Overview
--------

spamsum is a tool for generating and testing signatures on files.  The
signature is designed to be particularly suitable for producing a
result that can be used to compare two emails and see if they are
'similar'. This can provide the core of a SPAM detection system.

The algorithms in spamsum are in two parts. The first part generates a
signature which is encoded as a string of ascii characters less than
72 characters long. The second part takes a new signature and a
database of existing signatures (actually just a text file with one
signature per line) and finds the existing signature that best matches
the new signature. A match result in the range of 0 to 100 is
generated, where 100 is a perfect match and 0 is a complete mismatch.


Signature Algorithm
-------------------

The signature algorithm in spamsum has a number of interesting
properties that make is especially suitable for SPAM detection. 

* non-propogation

  In most hash algorithms a change in any part of a plaintext will
  either change the resulting hash completely or will change all parts
  of the hash after the part corresponding with the changed
  plaintext. In the spamsum algorithm only the part of the spamsum
  signature that corresponds linearly with the changed part of the
  plaintext will be changed. This means that small changes in any part
  of the plaintext will leave most of the signature the same. This is
  essential for SPAM detection as it is common for varients of the
  same SPAM to have small changes in their body and we need to ensure
  that the matching algorithm can cope with these changes.

* alignment robustness

  Most hash algorithms are very alignment sensitive. If you shift the
  plaintext by a byte (say by inserting a character at the start) then
  a completely different hash is generated. The spamsum algorithm is
  robust to alignment changes, and will automatically re-align the
  resulting signature after insertions or deletions. This works in
  combination with the non-propogation property to make spamsum
  suitable for telling if two emails are 'similar'.

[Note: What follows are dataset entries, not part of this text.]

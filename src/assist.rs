//! Pluggable content assistance: partial patches over document and style.
//!
//! An assistant backend (LLM, heuristic, fixture) produces *patches*, never
//! whole replacement state: only the fields a patch names change, everything
//! else is preserved. Style patches deliberately cannot touch the background
//! image settings.

use crate::error::Result;
use crate::media::ImageRef;
use crate::post::PostData;
use crate::style::{Alignment, Color, ListStyle, VisualStyle};
use serde::{Deserialize, Serialize};

/// A partial document update.
#[derive(Debug, Clone, Default, PartialEq, Serialize, Deserialize)]
#[serde(rename_all = "camelCase", default)]
pub struct ContentPatch {
    pub title: Option<String>,
    pub pages: Option<Vec<String>>,
    pub tags: Option<Vec<String>>,
}

/// A partial style update extracted from a reference image or prompt.
///
/// Covers palette and layout flavor only; background-image fields are not
/// representable here.
#[derive(Debug, Clone, Default, PartialEq, Serialize, Deserialize)]
#[serde(rename_all = "camelCase", default)]
pub struct StylePatch {
    pub primary_color: Option<Color>,
    pub background_color: Option<Color>,
    pub text_color: Option<Color>,
    pub accent_color: Option<Color>,
    pub layout: Option<Alignment>,
    pub list_style: Option<ListStyle>,
}

/// A text/style generation backend.
///
/// Implementations perform network or model calls; failures surface as
/// [`Error::Assistant`](crate::Error::Assistant) and leave the caller's
/// document and style untouched.
pub trait ContentAssistant {
    /// Drafts a complete post (title, pages, tags) from a topic prompt.
    fn generate_from_topic(
        &self,
        topic: &str,
    ) -> impl Future<Output = Result<ContentPatch>> + Send;

    /// Reflows free-form text into paginated card content.
    fn format_free_text(&self, text: &str) -> impl Future<Output = Result<ContentPatch>> + Send;

    /// Extracts a color/layout scheme from a reference image.
    fn extract_style_from_image(
        &self,
        image: &ImageRef,
    ) -> impl Future<Output = Result<StylePatch>> + Send;
}

impl PostData {
    /// Applies a content patch, replacing only the fields it names.
    ///
    /// An empty `pages` replacement is ignored so the document keeps at
    /// least one page.
    pub fn apply_patch(&mut self, patch: ContentPatch) {
        if let Some(title) = patch.title {
            self.title = title;
        }
        if let Some(pages) = patch.pages
            && !pages.is_empty()
        {
            self.pages = pages;
        }
        if let Some(tags) = patch.tags {
            self.tags = tags;
        }
    }
}

impl VisualStyle {
    /// Applies a style patch, replacing only the fields it names.
    pub fn apply_style_patch(&mut self, patch: StylePatch) {
        if let Some(c) = patch.primary_color {
            self.primary_color = c;
        }
        if let Some(c) = patch.background_color {
            self.background_color = c;
        }
        if let Some(c) = patch.text_color {
            self.text_color = c;
        }
        if let Some(c) = patch.accent_color {
            self.accent_color = c;
        }
        if let Some(layout) = patch.layout {
            self.layout = layout;
        }
        if let Some(list_style) = patch.list_style {
            self.list_style = list_style;
        }
    }
}

#[cfg(test)]
mod tests {
    use super::*;
    use crate::catalog;
    use crate::error::Error;
    use crate::style::Theme;

    struct FixtureAssistant;

    impl ContentAssistant for FixtureAssistant {
        async fn generate_from_topic(&self, topic: &str) -> Result<ContentPatch> {
            Ok(ContentPatch {
                title: Some(format!("All about {topic}")),
                pages: Some(vec!["page one".to_string(), "page two".to_string()]),
                tags: Some(vec![topic.to_string()]),
            })
        }

        async fn format_free_text(&self, text: &str) -> Result<ContentPatch> {
            Ok(ContentPatch {
                pages: Some(text.split("\n\n").map(str::to_string).collect()),
                ..ContentPatch::default()
            })
        }

        async fn extract_style_from_image(&self, _image: &ImageRef) -> Result<StylePatch> {
            Err(Error::Assistant("no vision model configured".to_string()))
        }
    }

    #[tokio::test]
    async fn generated_patch_replaces_named_fields_only() {
        let mut data = PostData {
            author_name: "Keeper".to_string(),
            date: "2025/06/01".to_string(),
            ..PostData::default()
        };

        let patch = FixtureAssistant.generate_from_topic("tea").await.unwrap();
        data.apply_patch(patch);

        assert_eq!(data.title, "All about tea");
        assert_eq!(data.pages.len(), 2);
        // Untouched by the patch
        assert_eq!(data.author_name, "Keeper");
        assert_eq!(data.date, "2025/06/01");
    }

    #[tokio::test]
    async fn failed_call_leaves_state_unchanged() {
        let mut style = catalog::preset(Theme::Minimal);
        let before = style.clone();

        let image = ImageRef::from_bytes(vec![1, 2, 3]);
        let result = FixtureAssistant.extract_style_from_image(&image).await;
        assert!(result.is_err());

        if let Ok(patch) = result {
            style.apply_style_patch(patch);
        }
        assert_eq!(style, before);
    }

    #[test]
    fn empty_pages_patch_is_ignored() {
        let mut data = PostData::default();
        data.apply_patch(ContentPatch {
            pages: Some(Vec::new()),
            ..ContentPatch::default()
        });
        assert_eq!(data.pages.len(), 1);
    }

    #[test]
    fn style_patch_cannot_reach_background_trio() {
        let mut style = catalog::preset(Theme::Bold);
        style.background_mask_opacity = Some(0.5);

        let json = r##"{"primaryColor":"#123456","layout":"center"}"##;
        let patch: StylePatch = serde_json::from_str(json).unwrap();
        style.apply_style_patch(patch);

        assert_eq!(style.primary_color.to_hex(), "#123456");
        assert_eq!(style.layout, Alignment::Center);
        assert_eq!(style.background_mask_opacity, Some(0.5));
    }

    #[test]
    fn patch_serde_ignores_missing_fields() {
        let patch: ContentPatch = serde_json::from_str(r#"{"title":"New"}"#).unwrap();
        assert_eq!(patch.title.as_deref(), Some("New"));
        assert!(patch.pages.is_none());
        assert!(patch.tags.is_none());
    }
}
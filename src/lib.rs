//! cardpress: themed social-card rendering and export
//!
//! This crate turns a structured text document into a deck of fixed-size
//! visual cards (one cover plus one card per page), rasterizes them to PNG
//! concurrently, and packages the result as a single ZIP archive with
//! stable, position-based entry names.
//!
//! # Example
//!
//! ```
//! use cardpress::{PostData, Theme, preset, render_deck};
//!
//! let mut data = PostData::default();
//! data.title = "Restart Your Year".to_string();
//! data.edit_page(0, "Small habits compound.");
//!
//! let style = preset(Theme::Minimal);
//! let deck = render_deck(&data, &style);
//!
//! // Cover plus one content card, in document order
//! assert_eq!(deck.len(), 2);
//! assert_eq!(deck[0].element_id(), "card-0");
//! ```
//!
//! # Exporting a deck
//!
//! Capture runs on blocking worker threads in parallel; the archive is
//! always ordered by deck position, never by completion order:
//!
//! ```no_run
//! use cardpress::{PostData, Theme, export_deck, preset};
//!
//! # async fn demo() -> cardpress::Result<()> {
//! let data = PostData::default();
//! let style = preset(Theme::Shockwave);
//!
//! let bundle = export_deck(&data, &style, "my-post").await?;
//! std::fs::write(&bundle.file_name, &bundle.bytes)?;
//! # Ok(())
//! # }
//! ```

mod archive;
mod assist;
mod capture;
mod card;
mod catalog;
mod error;
mod media;
mod post;
mod style;
mod svg;
mod theme;

pub use archive::{ExportBundle, archive_file_name, entry_name, export_deck, pack};
pub use assist::{ContentAssistant, ContentPatch, StylePatch};
pub use capture::{CAPTURE_SCALE, Capture, capture, capture_all};
pub use card::{
    Anchor, CARD_HEIGHT, CARD_WIDTH, CardRole, CardVisual, EXPORT_MARKER_CLASS, Paint, Primitive,
    Stroke, TextBlock, VisualLayer,
};
pub use catalog::{StyleOverrides, default_style, preset, resolve, switch_preset};
pub use error::{Error, Result};
pub use media::ImageRef;
pub use post::PostData;
pub use style::{
    Alignment, ApplyMode, Color, DEFAULT_MASK_OPACITY, Decoration, FontStack, ListStyle, Theme,
    VisualStyle,
};
pub use theme::{render, render_deck};
#[async_trait]
impl MessageHandler for Dispatcher {
    async fn handle(&self, envelope: Envelope, cancel: &CancellationToken) -> MessageResult {
        let Some(handler) = self.handlers.get(envelope.message_type()) else {
            warn!(
                agent = self.agent_name.as_ref(),
                message_id = envelope.message_id(),
                message_type = envelope.message_type(),
                "No handler registered for the message type; dead-lettering",
            );
            return MessageResult::DeadLetter;
        };
        let handler = Arc::clone(handler);

        let ctx = HandlerContext {
            envelope,
            publisher: Arc::clone(&self.publisher),
            agent_name: Arc::clone(&self.agent_name),
            cancel: cancel.clone(),
        };

        match handler.dispatch(&ctx).await {
            // The payload never decoded; the handler was not invoked
            Err(codec_error) => {
                warn!(
                    agent = self.agent_name.as_ref(),
                    message_id = ctx.envelope.message_id(),
                    error_message = %codec_error,
                    "Malformed payload; dead-lettering",
                );
                MessageResult::DeadLetter
            }

            Ok(Outcome::Done) => MessageResult::Ack,

            Ok(Outcome::Reply(reply)) => self.publish_reply(&ctx, reply).await,

            Ok(Outcome::Fault(fault)) => {
                // A fault observed during host shutdown is the cancellation
                // propagating; abandon the delivery rather than reply
                if cancel.is_cancelled() {
                    return MessageResult::Retry;
                }

                self.handle_fault(&ctx, handler.style(), fault).await
            }
        }
    }
}

impl Dispatcher {
    /// Routes a classified fault: invocation-style handlers answer with a
    /// typed error reply, fire-and-forget handlers only log.
    async fn handle_fault(
        &self,
        ctx: &HandlerContext,
        style: HandlerStyle,
        fault: HandlerFault,
    ) -> MessageResult {
        match style {
            HandlerStyle::Invocation => {
                let reply = ErrorReply {
                    code: fault.code(),
                    message: fault.to_string(),
                    is_retryable: fault.is_retryable(),
                };

                match OutboundReply::encode(&reply) {
                    Ok(reply) => self.publish_reply(ctx, reply).await,
                    Err(codec_error) => {
                        error!(
                            alert = true,
                            agent = self.agent_name.as_ref(),
                            error_message = %codec_error,
                            "Failed to encode an error reply",
                        );
                        MessageResult::DeadLetter
                    }
                }
            }

            HandlerStyle::FireAndForget => {
                error!(
                    agent = self.agent_name.as_ref(),
                    message_id = ctx.envelope.message_id(),
                    message_type = ctx.envelope.message_type(),
                    code = fault.code().as_str(),
                    error_message = %fault,
                    "Handler fault on a fire-and-forget delivery",
                );

                if fault.is_retryable() {
                    MessageResult::Retry
                } else {
                    MessageResult::DeadLetter
                }
            }
        }
    }

    /// Publishes a reply to the request's `reply_to` (or the reply's
    /// fallback topic), carrying the request's correlation id.
    async fn publish_reply(&self, ctx: &HandlerContext, reply: OutboundReply) -> MessageResult {
        let request = &ctx.envelope;

        let Some(topic) = request
            .reply_to()
            .cloned()
            .or_else(|| reply.fallback_topic.clone())
        else {
            warn!(
                agent = self.agent_name.as_ref(),
                message_id = request.message_id(),
                reply_type = reply.message_type.as_ref(),
                "Dropping a reply: the request names no reply topic",
            );
            return MessageResult::Ack;
        };

        let mut builder = Envelope::builder()
            .with_message_type(reply.message_type.as_ref())
            .with_body(reply.body)
            .with_source(self.agent_name.as_ref());

        if let Some(correlation_id) = request.correlation_id() {
            builder = builder.with_correlation_id(correlation_id);
        }

        let envelope = match builder.build() {
            Ok(envelope) => envelope,
            Err(error) => {
                error!(
                    alert = true,
                    agent = self.agent_name.as_ref(),
                    error_message = %error,
                    "Failed to assemble a reply envelope",
                );
                return MessageResult::DeadLetter;
            }
        };

        match self.publisher.publish(&topic, envelope).await {
            Ok(()) => MessageResult::Ack,

            // The request stays unacknowledged, so the reply is attempted
            // again on redelivery
            Err(error) => {
                warn!(
                    agent = self.agent_name.as_ref(),
                    message_id = request.message_id(),
                    topic = topic.as_str(),
                    error_message = %error,
                    "Failed to publish a reply; retrying the delivery",
                );
                MessageResult::Retry
            }
        }
    }
}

The core of the spamsum algorithm is a rolling hash similar to the
rolling hash used in 'rsync'. The rolling hash is used to produce a
series of 'reset points' in the plaintext that depend only on the
immediate context (with a default context width of seven characters)
and not on the earlier or later parts of the plaintext. A stronger
hash based on the FNV algorithm is then used to produce hash values of
the areas between two reset points. The resulting signature comes from
the concatenation of a single character from the FNV hash per reset
point.

The frequency of the reset points determines how many characters in
the plaintext will be used for each character of output in the
signature. At startup spamsum scans the plaintext to determine how
many valid input characters are in the plaintext (whitespace is
ignored). The algorithm then estimates the reset frequency needed to
produce a signature of length 64 and starts producing the
signature. If after the signature is produced the result is less than
a third of the desired length then the reset frequency is adjusted and
the signature re-generated.


Similarity Testing
------------------

Once a set of signatures has been generated you need to be able to
take a new plaintext and see if it matches one of the signatures. The
way this is done is to generate a spamsum signature of the new
plaintext then compute a distance measure between each of the existing
signatures and the new signature.

The distance measure that spamsum uses is based on the 'string edit
distance'. The string edit distance is a measure of how many edit
operations are required to take one of the signatures and turn it into
the other. In spamsum the 'insert' and 'delete' edit operations are
given a weight of 1 while substitution is given a weight of 3 and
transposition is given a weight of 5.

The resulting string edit distance is then scaled to produce a 'score'
in the range 0-100. A score of 100 indicates a perfect match and a
score of 0 indicates a complete mismatch. If the two signatures used a
different 'reset frequency' (also known as block_size) then the score
is automatically set as 0.

The score is weighted so that a value of 50 is a reasonable threshold
to use for a 'good match'. 


Dual hashes
-----------

A significant problem with the above algorithm is the sensitivity to
the chosen hash strength of the rolling hash. The initial
implementation used a single hash strength chosen based on the file
size and rounded to a power of 2. This works, but it means that if the
two files being compared cross over a boundary then they will not be
able to be compared. To reduce this problem the current implementation
chooses two different hash strengths and generates two hashes for each
file. This means that the two files will have to have very different
lengths for their respected spamsum signatures not to share a common
hash strength.

Running spamsum
---------------

Please run 'spamsum -h' for help with command line operation. 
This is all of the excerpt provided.